Please return every line of the records below that contains the word "resized".

-- INFORMATION GIVEN follows --

use image::imageops::FilterType;
use image::DynamicImage;

/// Fit-inside dimensions for a width cap: scale down preserving aspect ratio
/// so the width equals `max_width`, never enlarge.
pub fn fit_width(width: u32, height: u32, max_width: u32) -> (u32, u32) {
    if width <= max_width {
        return (width, height);
    }
    let scale = max_width as f64 / width as f64;
    let new_height = ((height as f64 * scale).round() as u32).max(1);
    (max_width, new_height)
}

/// Resize to `max_width` with derived height, Lanczos3 filter.
///
/// Callers are expected to skip the call entirely when the image already
/// fits; this returns an untouched copy in that case.
pub fn resize_to_width(img: &DynamicImage, max_width: u32) -> DynamicImage {
    let (target_w, target_h) = fit_width(img.width(), img.height(), max_width);
    if (target_w, target_h) == (img.width(), img.height()) {
        return img.clone();
    }
    img.resize_exact(target_w, target_h, FilterType::Lanczos3)
}

#[cfg(test)]
mod tests {
    use super::*;

    #[test]
    fn test_fit_width_scales_down() {
        assert_eq!(fit_width(2400, 1600, 1200), (1200, 800));
        assert_eq!(fit_width(2000, 1000, 500), (500, 250));
    }

    #[test]
    fn test_fit_width_never_upscales() {
        assert_eq!(fit_width(800, 600, 2000), (800, 600));
        assert_eq!(fit_width(1200, 800, 1200), (1200, 800));
    }

    #[test]
    fn test_fit_width_guards_one_pixel_height() {
        // Extreme aspect ratios must not round height down to zero
        assert_eq!(fit_width(10_000, 1, 100), (100, 1));
    }

    #[test]
    fn test_resize_to_width() {
        let img = DynamicImage::new_rgb8(100, 50);
        let resized = resize_to_width(&img, 40);
        assert_eq!(resized.width(), 40);
        assert_eq!(resized.height(), 20);
    }

    #[test]
    fn test_resize_to_width_keeps_small_images() {
        let img = DynamicImage::new_rgb8(100, 50);
        let resized = resize_to_width(&img, 2000);
        assert_eq!(resized.width(), 100);
        assert_eq!(resized.height(), 50);
    }
}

-- INFORMATION GIVEN concluded --

▸ FINISHED TASK
        let resized = resize_to_width(&img, 40);
        assert_eq!(resized.width(), 40);
        assert_eq!(resized.height(), 20);
        let resized = resize_to_width(&img, 2000);
        assert_eq!(resized.width(), 100);
        assert_eq!(resized.height(), 50);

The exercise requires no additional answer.